*** Data supplied ***

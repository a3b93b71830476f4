#![deny(clippy::unwrap_used)]
#![deny(clippy::expect_used)]
#![deny(clippy::panic)]

//! # settle
//!
//! Reactive reconciliation core: goal-driven state machines converging toward
//! a desired state, lifecycle hooks, meta-goals composed from sub-machine
//! goals, and priority admission control with graceful drain.
//!
//! This library re-exports the workspace crates for convenience.

pub use settle_admission as admission;
pub use settle_events as events;
pub use settle_reconciler as reconciler;

pub mod logging;
pub mod prelude;

pub use settle_admission::{AdmissionScheduler, ConcurrencyLimits};
pub use settle_core::{Error, Result, SettleConfig};
pub use settle_events::Services;
pub use settle_reconciler::{MetaGoalComposer, StateMachine, Step};
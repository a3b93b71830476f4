//! Execution collaborators for settle components.
//!
//! - **Task runner**: runs submitted callbacks off the caller's stack
//! - **Timer service**: one-shot and repeating timers with cancel and reset
//! - **Event hub**: ordered topic pub/sub with per-listener circuit breakers
//! - **Services**: the bundle handed to machines, composers and schedulers
//!
//! # Example
//!
//! ```ignore
//! use settle_events::{Services, SubscribeOptions};
//! use std::sync::Arc;
//!
//! #[tokio::main]
//! async fn main() {
//!     let services = Services::current().unwrap();
//!     let hub = services.event_hub::<&str, u32>("demo");
//!     hub.subscribe("ticks", Arc::new(|n| println!("tick {n}")), SubscribeOptions::ordered());
//!     hub.publish("ticks", 1);
//! }
//! ```

#![deny(clippy::unwrap_used)]
#![deny(clippy::expect_used)]
#![deny(clippy::panic)]

pub mod hub;
pub mod runner;
pub mod services;
pub mod timer;

pub use hub::{
    CircuitBreaker, EventHub, EventHubBuilder, HubConfig, Listener, SubscribeOptions,
    SubscriptionId,
};
pub use runner::{Task, TaskHandle, TaskRunner, TokioTaskRunner};
pub use services::Services;
pub use timer::{TimerCallback, TimerHandle, TimerId, TimerService, TimerStatus, TokioTimerService};
//! Goal-seeking state machine driven by a resolution loop.
//!
//! The machine holds a current `state` and a desired `goal`. Whenever they
//! differ its resolution loop calls the transition function with
//! `(state, goal)` and applies the returned state, consulting the
//! [`Behaviors`] table to decide how long to wait before the next attempt.

use std::fmt::Debug;
use std::hash::Hash;
use std::panic::{AssertUnwindSafe, catch_unwind};
use std::sync::Arc;
use std::sync::atomic::{AtomicBool, Ordering};
use std::time::Duration;

use parking_lot::{Mutex, RwLock};
use serde::Serialize;
use settle_core::{BoxError, Error, Result, ResultExt, panic_message};
use settle_events::{Services, TimerHandle, TimerService};
use tokio::sync::watch;
use tracing::{debug, info, warn};

use crate::behavior::Behaviors;
use crate::hooks::{HookEvent, HookId, HookRegistry, HooksConfig};
use crate::r#loop::{LoopConfig, LoopStats, LoopWaker, Outcome, ResolutionLoop};

/// Transition function: given `(state, goal)`, the next state or `None` for
/// "no change".
pub type TransitionFn<S> =
    Arc<dyn Fn(&S, &S) -> std::result::Result<Option<S>, BoxError> + Send + Sync + 'static>;

/// Point-in-time view of a machine.
#[derive(Debug, Clone, PartialEq, Eq, Serialize)]
pub struct MachineSnapshot<S> {
    pub state: S,
    pub goal: S,
    pub at_goal: bool,
}

#[derive(Debug, Clone, Copy, PartialEq, Eq)]
struct Convergence {
    at_goal: bool,
    stopped: bool,
}

struct MachineCore<S> {
    state: S,
    goal: S,
    pending_wake: Option<TimerHandle>,
}

struct MachineInner<S> {
    name: String,
    core: Mutex<MachineCore<S>>,
    behaviors: RwLock<Behaviors<S>>,
    transition: TransitionFn<S>,
    convergence: watch::Sender<Convergence>,
    hooks: HookRegistry<S>,
    waker: LoopWaker,
    timers: Arc<dyn TimerService>,
    stopped: AtomicBool,
}

/// A state machine that converges its state toward its goal.
///
/// Cloning is cheap; clones control the same machine.
pub struct StateMachine<S> {
    inner: Arc<MachineInner<S>>,
    resolution: Arc<ResolutionLoop>,
}

impl<S> Clone for StateMachine<S> {
    fn clone(&self) -> Self {
        Self {
            inner: self.inner.clone(),
            resolution: self.resolution.clone(),
        }
    }
}

impl<S> StateMachine<S>
where
    S: Clone + Eq + Hash + Debug + Send + Sync + 'static,
{
    /// Start building a machine whose state and goal are both `initial`.
    pub fn builder(initial: S) -> StateMachineBuilder<S> {
        StateMachineBuilder::new(initial)
    }

    pub fn name(&self) -> &str {
        &self.inner.name
    }

    pub fn state(&self) -> S {
        self.inner.core.lock().state.clone()
    }

    pub fn goal(&self) -> S {
        self.inner.core.lock().goal.clone()
    }

    pub fn is_at_goal(&self) -> bool {
        let core = self.inner.core.lock();
        core.state == core.goal
    }

    #[must_use]
    pub fn snapshot(&self) -> MachineSnapshot<S> {
        let core = self.inner.core.lock();
        MachineSnapshot {
            state: core.state.clone(),
            goal: core.goal.clone(),
            at_goal: core.state == core.goal,
        }
    }

    /// Force the current state.
    ///
    /// Fires hooks, then consults the behaviors for the new state: a zero
    /// delay signals the loop now, a positive delay arms a delayed wake
    /// replacing any earlier one, no entry waits until prompted.
    pub fn set_state(&self, state: S) {
        let Some(delay) = self.inner.apply_state(state, None) else {
            return;
        };
        match delay {
            Some(delay) if delay.is_zero() => self.inner.waker.signal_change(),
            Some(delay) => self.inner.arm_wake(delay),
            None => {}
        }
    }

    /// Set the goal and ask the loop to converge toward it.
    pub fn set_goal(&self, goal: S) {
        {
            let mut core = self.inner.core.lock();
            if core.goal == goal {
                return;
            }
            debug!(machine = %self.inner.name, state = ?core.state, goal = ?goal, "Goal set");
            core.goal = goal;
            self.inner.publish_convergence(&core);
        }
        self.inner.waker.signal_change();
    }

    /// Re-attempt convergence now, ignoring any pending delay.
    pub fn evolve(&self) {
        self.inner.waker.signal_change();
    }

    /// Wait until `state == goal`.
    ///
    /// # Errors
    ///
    /// Returns `Timeout` when `timeout` expires first and `Stopped` when the
    /// machine is stopped while waiting.
    pub async fn block_until_goal_reached(&self, timeout: Option<Duration>) -> Result<()> {
        let mut rx = self.inner.convergence.subscribe();
        let name = self.inner.name.clone();
        let wait = async move {
            let reached = rx
                .wait_for(|c| c.at_goal || c.stopped)
                .await
                .map(|c| c.at_goal)
                .unwrap_or(false);
            if reached {
                Ok(())
            } else {
                Err(Error::stopped(name))
            }
        };

        match timeout {
            Some(limit) => tokio::time::timeout(limit, wait)
                .await
                .map_err(|_| Error::timeout("block_until_goal_reached", limit))?,
            None => wait.await,
        }
    }

    pub fn set_global_delay(&self, delay: Option<Duration>) {
        self.inner.behaviors.write().set_global(delay);
    }

    pub fn set_state_delay(&self, state: S, delay: Option<Duration>) {
        self.inner.behaviors.write().set_state(state, delay);
    }

    pub fn set_pair_delay(&self, state: S, goal: S, delay: Option<Duration>) {
        self.inner.behaviors.write().set_pair(state, goal, delay);
    }

    pub fn add_enter_hook<F>(&self, state: S, hook: F) -> HookId
    where
        F: Fn(&HookEvent<S>) + Send + Sync + 'static,
    {
        self.inner.hooks.add_enter_hook(state, Arc::new(hook))
    }

    pub fn add_exit_hook<F>(&self, state: S, hook: F) -> HookId
    where
        F: Fn(&HookEvent<S>) + Send + Sync + 'static,
    {
        self.inner.hooks.add_exit_hook(state, Arc::new(hook))
    }

    /// # Errors
    ///
    /// Returns `IllegalRequest` for a zero period.
    pub fn set_periodic_hook<F>(&self, state: S, period: Duration, hook: F) -> Result<()>
    where
        F: Fn(&HookEvent<S>) + Send + Sync + 'static,
    {
        self.inner.hooks.set_periodic_hook(state, period, Arc::new(hook))
    }

    pub fn remove_enter_hook(&self, state: &S, id: HookId) -> bool {
        self.inner.hooks.remove_enter_hook(state, id)
    }

    pub fn remove_exit_hook(&self, state: &S, id: HookId) -> bool {
        self.inner.hooks.remove_exit_hook(state, id)
    }

    pub fn remove_periodic_hook(&self, state: &S) -> bool {
        self.inner.hooks.remove_periodic_hook(state)
    }

    #[must_use]
    pub fn loop_stats(&self) -> LoopStats {
        self.resolution.stats()
    }

    pub fn is_stopped(&self) -> bool {
        self.inner.stopped.load(Ordering::Acquire)
    }

    /// Stop the loop, the hooks and any pending wake. Idempotent.
    pub fn stop(&self) {
        if self.inner.stopped.swap(true, Ordering::AcqRel) {
            return;
        }
        self.resolution.stop();
        {
            let mut core = self.inner.core.lock();
            if let Some(timer) = core.pending_wake.take() {
                self.inner.timers.cancel(&timer);
            }
        }
        self.inner.hooks.stop();
        self.inner.convergence.send_modify(|c| c.stopped = true);
        info!(machine = %self.inner.name, "State machine stopped");
    }

    /// Wait for the resolution loop to exit after [`stop`](Self::stop).
    ///
    /// # Errors
    ///
    /// Returns `Stopped` if the loop task was aborted.
    pub async fn join(&self) -> Result<()> {
        self.resolution.join().await.inspect_error(|e| {
            warn!(machine = %self.inner.name, error = %e, "Resolution loop ended abnormally");
        })
    }
}

impl<S> MachineInner<S>
where
    S: Clone + Eq + Hash + Debug + Send + Sync + 'static,
{
    /// Apply `state`, firing hooks under the lock so transitions publish in
    /// order.
    ///
    /// With `expected` set, the state is only applied if the machine is
    /// still in that state. Returns `None` if nothing changed, otherwise the
    /// behavior delay for the new state against the current goal.
    fn apply_state(&self, state: S, expected: Option<&S>) -> Option<Option<Duration>> {
        let mut core = self.core.lock();
        if core.state == state {
            return None;
        }
        if let Some(expected) = expected {
            if core.state != *expected {
                debug!(machine = %self.name, state = ?core.state, "Discarding stale transition");
                return None;
            }
        }

        debug!(machine = %self.name, from = ?core.state, to = ?state, goal = ?core.goal, "State changed");
        core.state = state;
        self.publish_convergence(&core);
        self.hooks.on_transition(&core.state);
        Some(self.behaviors.read().resolve(&core.state, &core.goal))
    }

    fn publish_convergence(&self, core: &MachineCore<S>) {
        let at_goal = core.state == core.goal;
        self.convergence.send_if_modified(|c| {
            let changed = c.at_goal != at_goal;
            c.at_goal = at_goal;
            changed
        });
    }

    fn arm_wake(&self, delay: Duration) {
        let mut core = self.core.lock();
        if let Some(timer) = core.pending_wake.as_ref() {
            self.timers.reset(timer, delay);
            return;
        }
        let waker = self.waker.clone();
        core.pending_wake = Some(
            self.timers
                .schedule(delay, Arc::new(move || waker.signal_change())),
        );
    }

    fn make_progress(&self) -> Outcome {
        let (state, goal) = {
            let core = self.core.lock();
            if core.state == core.goal {
                return Outcome::Done;
            }
            (core.state.clone(), core.goal.clone())
        };

        let next = match catch_unwind(AssertUnwindSafe(|| (self.transition)(&state, &goal))) {
            Ok(Ok(next)) => next,
            Ok(Err(e)) => {
                let fault = Error::transition_fault(&self.name, e.to_string());
                warn!(machine = %self.name, state = ?state, goal = ?goal, error = %fault, "Transition failed");
                None
            }
            Err(payload) => {
                let fault = Error::transition_fault(&self.name, panic_message(payload.as_ref()));
                warn!(machine = %self.name, state = ?state, goal = ?goal, error = %fault, "Transition panicked");
                None
            }
        };

        if let Some(next) = next {
            self.apply_state(next, Some(&state));
        }

        let core = self.core.lock();
        if core.state == core.goal {
            return Outcome::Done;
        }
        match self.behaviors.read().resolve(&core.state, &core.goal) {
            Some(delay) if delay.is_zero() => Outcome::RetryNow,
            Some(delay) => Outcome::RetryAfter(delay),
            None => Outcome::Done,
        }
    }
}

/// Builder for [`StateMachine`].
pub struct StateMachineBuilder<S> {
    initial: S,
    name: String,
    transition: Option<TransitionFn<S>>,
    behaviors: Behaviors<S>,
    loop_config: Option<LoopConfig>,
    hooks_config: Option<HooksConfig>,
}

impl<S> StateMachineBuilder<S>
where
    S: Clone + Eq + Hash + Debug + Send + Sync + 'static,
{
    pub fn new(initial: S) -> Self {
        Self {
            initial,
            name: "machine".to_string(),
            transition: None,
            behaviors: Behaviors::new(),
            loop_config: None,
            hooks_config: None,
        }
    }

    #[must_use]
    pub fn name(mut self, name: impl Into<String>) -> Self {
        self.name = name.into();
        self
    }

    #[must_use]
    pub fn transition<F>(mut self, transition: F) -> Self
    where
        F: Fn(&S, &S) -> std::result::Result<Option<S>, BoxError> + Send + Sync + 'static,
    {
        self.transition = Some(Arc::new(transition));
        self
    }

    #[must_use]
    pub fn global_delay(mut self, delay: Duration) -> Self {
        self.behaviors.set_global(Some(delay));
        self
    }

    #[must_use]
    pub fn state_delay(mut self, state: S, delay: Duration) -> Self {
        self.behaviors.set_state(state, Some(delay));
        self
    }

    #[must_use]
    pub fn pair_delay(mut self, state: S, goal: S, delay: Duration) -> Self {
        self.behaviors.set_pair(state, goal, Some(delay));
        self
    }

    #[must_use]
    pub const fn loop_config(mut self, config: LoopConfig) -> Self {
        self.loop_config = Some(config);
        self
    }

    #[must_use]
    pub const fn hooks_config(mut self, config: HooksConfig) -> Self {
        self.hooks_config = Some(config);
        self
    }

    /// Build the machine and spawn its resolution loop.
    ///
    /// # Errors
    ///
    /// Returns `ConfigInvalid` when no transition function was supplied.
    pub fn build(self, services: &Services) -> Result<StateMachine<S>> {
        let transition = self.transition.ok_or_else(|| {
            Error::config_invalid(format!("machine '{}' needs a transition function", self.name))
        })?;

        let mut hooks = HookRegistry::new(services, self.name.clone(), self.initial.clone());
        if let Some(config) = self.hooks_config {
            hooks = hooks.with_config(config);
        }
        let loop_config = self
            .loop_config
            .unwrap_or_else(|| LoopConfig::from_settings(&services.config().resolution));

        let (convergence, _) = watch::channel(Convergence {
            at_goal: true,
            stopped: false,
        });
        let waker = LoopWaker::new();
        let inner = Arc::new(MachineInner {
            name: self.name.clone(),
            core: Mutex::new(MachineCore {
                state: self.initial.clone(),
                goal: self.initial,
                pending_wake: None,
            }),
            behaviors: RwLock::new(self.behaviors),
            transition,
            convergence,
            hooks,
            waker: waker.clone(),
            timers: services.timers(),
            stopped: AtomicBool::new(false),
        });

        let driver = inner.clone();
        let resolution = ResolutionLoop::spawn(
            self.name,
            loop_config,
            services.handle(),
            waker,
            move || Ok::<_, Error>(driver.make_progress()),
        );

        Ok(StateMachine {
            inner,
            resolution: Arc::new(resolution),
        })
    }
}
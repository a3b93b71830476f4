//! Reactive reconciliation for goal-seeking state machines.
//!
//! - **Resolution loop**: one worker per entity invoking a progress callback
//!   until it reports there is nothing left to do
//! - **State machine**: current state, desired goal and a transition function,
//!   with delay policies deciding how soon to retry
//! - **Lifecycle hooks**: enter, exit and periodic callbacks delivered off the
//!   caller's stack
//! - **Meta-goals**: a higher-level goal resolved into an AND/OR combination of
//!   sub-machine goals
//!
//! # Example
//!
//! ```ignore
//! use settle_events::Services;
//! use settle_reconciler::StateMachine;
//! use std::time::Duration;
//!
//! #[tokio::main]
//! async fn main() {
//!     let services = Services::current().unwrap();
//!     let machine = StateMachine::builder(0u32)
//!         .name("counter")
//!         .transition(|state, goal| Ok((state < goal).then(|| state + 1)))
//!         .global_delay(Duration::from_millis(10))
//!         .build(&services)
//!         .unwrap();
//!
//!     machine.set_goal(5);
//!     machine.block_until_goal_reached(None).await.unwrap();
//! }
//! ```

#![deny(clippy::unwrap_used)]
#![deny(clippy::expect_used)]
#![deny(clippy::panic)]

pub mod behavior;
pub mod hooks;
pub mod r#loop;
pub mod machine;
pub mod meta;

pub use behavior::Behaviors;
pub use hooks::{HookEvent, HookFn, HookId, HookKind, HookRegistry, HooksConfig};
pub use machine::{MachineSnapshot, StateMachine, StateMachineBuilder, TransitionFn};
pub use meta::{
    Combinator, CompletionReport, Engagement, MetaGoalComposer, Resolver, Step, SubGoal,
};
pub use r#loop::{LoopConfig, LoopStats, LoopWaker, Outcome, Progress, ResolutionLoop};
pub use settle_core::{Error, Result};
//! Admission policies: who goes first and who may start at all.

use std::collections::HashMap;
use std::fmt::Debug;
use std::hash::Hash;

/// Running instances per activity.
#[derive(Debug, Clone)]
pub struct LiveCounts<A> {
    counts: HashMap<A, usize>,
    total: usize,
}

impl<A> Default for LiveCounts<A> {
    fn default() -> Self {
        Self {
            counts: HashMap::new(),
            total: 0,
        }
    }
}

impl<A> LiveCounts<A>
where
    A: Eq + Hash + Clone,
{
    #[must_use]
    pub fn new() -> Self {
        Self::default()
    }

    /// Running instances of `activity`.
    pub fn get(&self, activity: &A) -> usize {
        self.counts.get(activity).copied().unwrap_or(0)
    }

    /// Running instances across all activities.
    pub const fn total(&self) -> usize {
        self.total
    }

    pub const fn is_empty(&self) -> bool {
        self.total == 0
    }

    pub fn iter(&self) -> impl Iterator<Item = (&A, usize)> {
        self.counts.iter().map(|(activity, count)| (activity, *count))
    }

    pub(crate) fn increment(&mut self, activity: &A) {
        *self.counts.entry(activity.clone()).or_insert(0) += 1;
        self.total += 1;
    }

    /// Returns `false` if nothing was running.
    pub(crate) fn decrement(&mut self, activity: &A) -> bool {
        let Some(count) = self.counts.get_mut(activity) else {
            return false;
        };
        *count -= 1;
        if *count == 0 {
            self.counts.remove(activity);
        }
        self.total -= 1;
        true
    }
}

/// Decides ordering and admission of activities.
///
/// Callbacks run without the scheduler's lock held but must not call back
/// into the scheduler synchronously.
pub trait AdmissionPolicy<A>: Send + Sync + 'static {
    /// Priority for a new request; higher goes first.
    fn priority(&self, activity: &A) -> i64;

    /// Whether `activity` may start given what is running now.
    fn may_begin(&self, activity: &A, live: &LiveCounts<A>) -> bool;

    /// Called once an activity has been admitted, before its caller resumes.
    fn about_to_begin(&self, _activity: &A) {}

    /// Called after an activity ended.
    fn ended(&self, _activity: &A) {}
}

/// Concurrency caps and fixed priorities per activity.
#[derive(Debug, Clone)]
pub struct ConcurrencyLimits<A> {
    limits: HashMap<A, usize>,
    priorities: HashMap<A, i64>,
    default_limit: Option<usize>,
    default_priority: i64,
    total_limit: Option<usize>,
}

impl<A> Default for ConcurrencyLimits<A> {
    fn default() -> Self {
        Self {
            limits: HashMap::new(),
            priorities: HashMap::new(),
            default_limit: None,
            default_priority: 0,
            total_limit: None,
        }
    }
}

impl<A> ConcurrencyLimits<A>
where
    A: Eq + Hash,
{
    /// No caps, every activity at priority zero.
    #[must_use]
    pub fn new() -> Self {
        Self::default()
    }

    /// Cap concurrent instances of `activity`.
    #[must_use]
    pub fn with_limit(mut self, activity: A, limit: usize) -> Self {
        self.limits.insert(activity, limit);
        self
    }

    #[must_use]
    pub fn with_priority(mut self, activity: A, priority: i64) -> Self {
        self.priorities.insert(activity, priority);
        self
    }

    /// Cap for activities without their own limit.
    #[must_use]
    pub const fn with_default_limit(mut self, limit: usize) -> Self {
        self.default_limit = Some(limit);
        self
    }

    /// Priority for activities without their own.
    #[must_use]
    pub const fn with_default_priority(mut self, priority: i64) -> Self {
        self.default_priority = priority;
        self
    }

    /// Cap on all running activities together.
    #[must_use]
    pub const fn with_total_limit(mut self, limit: usize) -> Self {
        self.total_limit = Some(limit);
        self
    }
}

impl<A> AdmissionPolicy<A> for ConcurrencyLimits<A>
where
    A: Eq + Hash + Clone + Debug + Send + Sync + 'static,
{
    fn priority(&self, activity: &A) -> i64 {
        self.priorities
            .get(activity)
            .copied()
            .unwrap_or(self.default_priority)
    }

    fn may_begin(&self, activity: &A, live: &LiveCounts<A>) -> bool {
        let under_total = self.total_limit.is_none_or(|cap| live.total() < cap);
        let under_own = self
            .limits
            .get(activity)
            .copied()
            .or(self.default_limit)
            .is_none_or(|cap| live.get(activity) < cap);
        under_total && under_own
    }
}

#[cfg(test)]
#[allow(clippy::unwrap_used, clippy::expect_used)]
mod tests {
    use super::*;

    #[test]
    fn live_counts_track_totals() {
        let mut live = LiveCounts::new();
        live.increment(&"upload");
        live.increment(&"upload");
        live.increment(&"scan");
        assert_eq!(live.get(&"upload"), 2);
        assert_eq!(live.total(), 3);

        assert!(live.decrement(&"upload"));
        assert!(live.decrement(&"scan"));
        assert!(!live.decrement(&"scan"));
        assert_eq!(live.get(&"scan"), 0);
        assert_eq!(live.total(), 1);
        assert_eq!(live.iter().collect::<Vec<_>>(), vec![(&"upload", 1)]);
    }

    #[test]
    fn limits_cap_each_activity_and_the_total() {
        let policy = ConcurrencyLimits::new()
            .with_limit("upload", 1)
            .with_default_limit(2)
            .with_total_limit(3);
        let mut live = LiveCounts::new();

        assert!(policy.may_begin(&"upload", &live));
        live.increment(&"upload");
        assert!(!policy.may_begin(&"upload", &live));

        assert!(policy.may_begin(&"scan", &live));
        live.increment(&"scan");
        live.increment(&"scan");
        assert!(!policy.may_begin(&"scan", &live), "default limit reached");
        assert!(!policy.may_begin(&"index", &live), "total limit reached");
    }

    #[test]
    fn priorities_fall_back_to_default() {
        let policy = ConcurrencyLimits::new()
            .with_priority("urgent", 10)
            .with_default_priority(-1);
        assert_eq!(policy.priority(&"urgent"), 10);
        assert_eq!(policy.priority(&"other"), -1);
    }
}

*** End of Data supplied ***

- Requirement
Output each line of the listing in which the string "activities" is found.

- Exercise result
    /// Running instances across all activities.
/// Decides ordering and admission of activities.
    /// Cap for activities without their own limit.
    /// Priority for activities without their own.
    /// Cap on all running activities together.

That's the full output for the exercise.